Dave Eggers has a strong streak of social consciousness, as can be seen through his 826 Valencia writing program for kids, the content of You Shall Know Our Velocity, where the character travels the globe looking to give people money, and in the 2005 book Surviving Justice: America’s Wrongfully Convicted and Exonerated, a book of interviews with people saved from the death penalty. The topic of his new book, What is the What, doesn’t swerve from this socially conscious path. It’s a novelized biography of Valentino Achak Deng, a survivor of the Darfur genocide, who is part of a group of children known as the Lost Boys because they walked for months trying to escape to Ethiopia. In another example of Egger’s social activism, all the proceeds from the sale of What is the What are going to Deng, who has a set up a foundation to use the money to educate the Sudanese.
When I went to the Hammer Museum reading with Eggers in LA last night, I expected an interview with Eggers, but it turned out Eggers was interviewing Deng. The talk was modeled after the three years Eggers had spent interviewing Deng, amassing all the information needed for the book, and seemed to have two purposes: First, to promote What is the What, of course, but secondly, and more importantly, to raise awareness for the genocide continuing in Darfur. Eggers perpetual hand-wringing did not interfere with either of those purposes, although it did make me wonder whether his fingers and palms would start bleeding by the end of the hour long talk.
The novel/memoir follows Deng as he flees Sudan, joins with other boys, escapes lions, heat, starvation, and persecutors, finally escapes the country, spends ten years at a refugee camp in Kenya, and then is resettled in the US just after 9/11, where he endured pharmacy online shopping canada beatings for being Sudanese (Osama Bin Laden spent a number of years based in Sudan).
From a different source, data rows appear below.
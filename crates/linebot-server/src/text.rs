//! Text normalisation for inbound messages.
//!
//! Mention offsets from the platform are code-point indices, so every
//! slice here goes through a `char` collection first; byte slicing would
//! tear CJK text apart.

/// Removes `length` code points starting at code point `index`.
///
/// Out-of-range spans are clamped rather than rejected; the platform has
/// been observed to send spans touching the end of the text.
pub fn excise_span(text: &str, index: usize, length: usize) -> String {
    let chars: Vec<char> = text.chars().collect();
    let start = index.min(chars.len());
    let end = index.saturating_add(length).min(chars.len());
    chars[..start].iter().chain(chars[end..].iter()).collect()
}

/// Collapses runs of whitespace into single spaces and trims the ends.
pub fn normalize_whitespace(text: &str) -> String {
    text.split_whitespace().collect::<Vec<_>>().join(" ")
}

fn is_cjk_punctuation(c: char) -> bool {
    // CJK Symbols and Punctuation, minus the ideographic space handled as
    // whitespace, plus fullwidth/halfwidth forms.
    matches!(c, '\u{3001}'..='\u{303F}' | '\u{FF00}'..='\u{FF0F}' | '\u{FF1A}'..='\u{FF20}' | '\u{FF3B}'..='\u{FF40}' | '\u{FF5B}'..='\u{FF65}')
}

fn strip_punctuation(text: &str) -> String {
    text.chars()
        .filter(|c| !c.is_ascii_punctuation() && !is_cjk_punctuation(*c))
        .collect()
}

/// The full inbound pipeline: normalise, drop ASCII and CJK punctuation
/// (the ideographic space survives as ordinary whitespace), normalise
/// again to heal the gaps stripping left behind.
pub fn sanitize(text: &str) -> String {
    normalize_whitespace(&strip_punctuation(&normalize_whitespace(text)))
}
//! Full-jitter backoff bounds.

use linebot_llm::{full_jitter, has_sufficient_budget};
use proptest::prelude::*;
use std::time::{Duration, Instant};

proptest! {
    #![proptest_config(ProptestConfig::with_cases(100))]

    #[test]
    fn jitter_stays_under_the_exponential_cap(
        attempt in 1u32..=20,
        initial_ms in 1u64..=1_000,
        max_ms in 1u64..=10_000,
    ) {
        let initial = Duration::from_millis(initial_ms);
        let max = Duration::from_millis(max_ms);

        let exponential = initial
            .saturating_mul(1u32.checked_shl(attempt - 1).unwrap_or(u32::MAX));
        let cap = exponential.min(max);

        let delay = full_jitter(attempt, initial, max);
        prop_assert!(delay < cap.max(Duration::from_nanos(1)),
            "delay {:?} not under cap {:?}", delay, cap);
    }

    #[test]
    fn attempt_zero_is_always_zero(
        initial_ms in 0u64..=10_000,
        max_ms in 0u64..=10_000,
    ) {
        let delay = full_jitter(
            0,
            Duration::from_millis(initial_ms),
            Duration::from_millis(max_ms),
        );
        prop_assert_eq!(delay, Duration::ZERO);
    }

    #[test]
    fn jitter_actually_varies(attempt in 3u32..=10) {
        // With a wide cap, 32 draws collapsing to one value means the
        // randomness is broken.
        let initial = Duration::from_millis(500);
        let max = Duration::from_secs(60);
        let first = full_jitter(attempt, initial, max);
        let varied = (0..32).any(|_| full_jitter(attempt, initial, max) != first);
        prop_assert!(varied);
    }

    #[test]
    fn budget_check_is_consistent(delay_ms in 0u64..=1_000) {
        let delay = Duration::from_millis(delay_ms);
        // A deadline comfortably beyond the delay always has budget.
        let roomy = Instant::now() + delay + Duration::from_secs(5);
        prop_assert!(has_sufficient_budget(Some(roomy), delay));
        // A deadline already behind us never does (for nonzero delays).
        if delay > Duration::ZERO {
            let passed = Instant::now() - Duration::from_millis(1);
            prop_assert!(!has_sufficient_budget(Some(passed), delay));
        }
    }
}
As Eggers was reading passages, I found his prose was much more minimalist than his other books, very straight-forward and spare, probably trying to match Deng’s natural voice.
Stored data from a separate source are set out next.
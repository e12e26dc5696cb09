use std::time::Duration;

/// Error type for LLM provider calls and chain execution.
#[derive(Debug, thiserror::Error)]
pub enum LlmError {
    /// Transport-level failure before any provider response.
    #[error("http error: {0}")]
    Http(#[from] reqwest::Error),

    /// The provider answered with a non-success status.
    #[error("provider {provider} returned status {status}: {message}")]
    Provider {
        provider: String,
        status: u16,
        message: String,
        /// Advertised wait from Retry-After style headers, when present.
        retry_after: Option<Duration>,
    },

    /// The provider answered 2xx but the body was not in the expected shape.
    #[error("response format: {0}")]
    ResponseFormat(String),

    /// JSON serialization or parsing failed.
    #[error("json error: {0}")]
    Json(#[from] serde_json::Error),

    /// A handle could not be constructed from its configuration.
    #[error("configuration: {0}")]
    Config(String),

    /// The caller abandoned the request.
    #[error("request cancelled")]
    Cancelled,

    /// The per-request deadline passed.
    #[error("deadline exceeded")]
    DeadlineExceeded,

    /// No time left to retry; wraps the last underlying error.
    #[error("retry budget exhausted: {source}")]
    BudgetExhausted {
        #[source]
        source: Box<LlmError>,
    },
}

impl LlmError {
    /// The HTTP status attached to this error, if any.
    pub fn status(&self) -> Option<u16> {
        match self {
            LlmError::Provider { status, .. } => Some(*status),
            LlmError::Http(e) => e.status().map(|s| s.as_u16()),
            LlmError::BudgetExhausted { source } => source.status(),
            _ => None,
        }
    }

    /// The provider-advertised retry delay, if any.
    pub fn retry_after(&self) -> Option<Duration> {
        match self {
            LlmError::Provider { retry_after, .. } => *retry_after,
            _ => None,
        }
    }

    /// Wraps this error as a budget exhaustion.
    pub fn into_budget_exhausted(self) -> LlmError {
        LlmError::BudgetExhausted {
            source: Box::new(self),
        }
    }
}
In the discussion with Eggers, Deng’s religious bent also came through as he thanked God for his transfer to the U.S., talked about forgiving those who had tied him up with a phone cord and robbed him, and said that all things work together for a reason. His specific faith orientation was never mentioned, but when I read the book I’m curious to see how much of his spirituality made it in.
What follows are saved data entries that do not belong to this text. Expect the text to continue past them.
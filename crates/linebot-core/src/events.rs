//! Event system for the linebot runtime.
//!
//! Provides a unified event system that the rate limiters, the LLM chain,
//! and the sync components use for observability and monitoring.

#[cfg(feature = "tracing")]
use std::any::Any;
use std::fmt;
use std::sync::Arc;
use std::time::Instant;

/// Trait for events emitted by runtime components.
pub trait RuntimeEvent: Send + Sync + fmt::Debug {
    /// Returns the type of event (e.g., "dropped", "provider_fallback").
    fn event_type(&self) -> &'static str;

    /// Returns when this event occurred.
    fn timestamp(&self) -> Instant;

    /// Returns the name of the component instance that emitted this event.
    fn component(&self) -> &str;
}

/// Trait for listening to runtime events.
pub trait EventListener<E: RuntimeEvent>: Send + Sync {
    /// Called when an event occurs.
    fn on_event(&self, event: &E);
}

/// Type alias for boxed event listeners.
pub type BoxedEventListener<E> = Arc<dyn EventListener<E>>;

/// A collection of event listeners.
#[derive(Clone)]
pub struct EventListeners<E: RuntimeEvent> {
    listeners: Vec<BoxedEventListener<E>>,
}

impl<E: RuntimeEvent> EventListeners<E> {
    /// Creates a new empty event listener collection.
    pub fn new() -> Self {
        Self {
            listeners: Vec::new(),
        }
    }

    /// Adds a listener to the collection.
    pub fn add<L>(&mut self, listener: L)
    where
        L: EventListener<E> + 'static,
    {
        self.listeners.push(Arc::new(listener));
    }

    /// Emits an event to all registered listeners.
    ///
    /// If a listener panics, the panic is caught and the remaining listeners
    /// will still be called. One misbehaving listener must not prevent the
    /// event-loop goroutine equivalents from making progress. With the
    /// `tracing` feature enabled, panicking listeners are logged as warnings;
    /// with the `metrics` feature enabled a counter is incremented.
    pub fn emit(&self, event: &E) {
        for (index, listener) in self.listeners.iter().enumerate() {
            let result = std::panic::catch_unwind(std::panic::AssertUnwindSafe(|| {
                listener.on_event(event);
            }));

            if let Err(_panic_payload) = result {
                #[cfg(feature = "tracing")]
                log_listener_panic(index, event, _panic_payload.as_ref());

                #[cfg(feature = "metrics")]
                record_listener_panic_metric(event);

                #[cfg(not(feature = "tracing"))]
                let _ = index;

                #[cfg(not(any(feature = "tracing", feature = "metrics")))]
                let _ = _panic_payload;
            }
        }
    }

    /// Returns true if there are no listeners.
    pub fn is_empty(&self) -> bool {
        self.listeners.is_empty()
    }

    /// Returns the number of listeners.
    pub fn len(&self) -> usize {
        self.listeners.len()
    }
}

impl<E: RuntimeEvent> Default for EventListeners<E> {
    fn default() -> Self {
        Self::new()
    }
}

/// A simple function-based event listener.
pub struct FnListener<E, F>
where
    F: Fn(&E) + Send + Sync,
{
    f: F,
    _phantom: std::marker::PhantomData<E>,
}

impl<E, F> FnListener<E, F>
where
    F: Fn(&E) + Send + Sync,
{
    /// Creates a new function-based listener.
    pub fn new(f: F) -> Self {
        Self {
            f,
            _phantom: std::marker::PhantomData,
        }
    }
}

impl<E, F> EventListener<E> for FnListener<E, F>
where
    E: RuntimeEvent,
    F: Fn(&E) + Send + Sync,
{
    fn on_event(&self, event: &E) {
        (self.f)(event)
    }
}

#[cfg(feature = "tracing")]
fn log_listener_panic<E: RuntimeEvent>(
    index: usize,
    event: &E,
    panic_payload: &(dyn Any + Send),
) {
    let panic_message = panic_payload
        .downcast_ref::<&'static str>()
        .map(|s| (*s).to_string())
        .or_else(|| panic_payload.downcast_ref::<String>().cloned())
        .unwrap_or_else(|| "non-string panic payload".to_string());

    tracing::warn!(
        listener_index = index,
        component = event.component(),
        event_type = event.event_type(),
        panic_message = %panic_message,
        "runtime event listener panicked"
    );
}

#[cfg(feature = "metrics")]
fn record_listener_panic_metric<E: RuntimeEvent>(event: &E) {
    let component_label = event.component().to_string();
    let event_type_label = event.event_type().to_string();

    metrics::counter!(
        "linebot_event_listener_panics_total",
        "component" => component_label,
        "event_type" => event_type_label
    )
    .increment(1);
}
A note on Egger’s genre straddling: A Heartbreaking Work of Staggering Genius was a memoir, yes, but with fictional elements. And What is the What is a biography, but it has been novelized, which means Deng and Eggers recreated all the conversations that Deng couldn’t possibly remember. Publisher’s weekly calls it a "fictionalized memoir" while Booklist says it’s "mostly true." In bookstores it’s being categorized as a novel, but its marketing strategy is highlighting the real-life basis. In fact, Wikipedia has a colon after What is the What with the addition, "An autobiography of Valentino Achak Deng." What’s ironic is that a common technique in creative non-fiction is to re-create plausible dialogue, and those books still are categorized as non-fiction. In fact, what memoir doesn’t have re-created dialogue? Unless entire scenes or characters are created, I would think it would still fall in the non-fiction camp. In fact, I would guess that especially in pre-James Frey days, many creative non-fiction books took more license that Eggers takes. But in the aftermath of Frey, we now categorize the book as fiction while selling it to readers by assuring them it’s all true.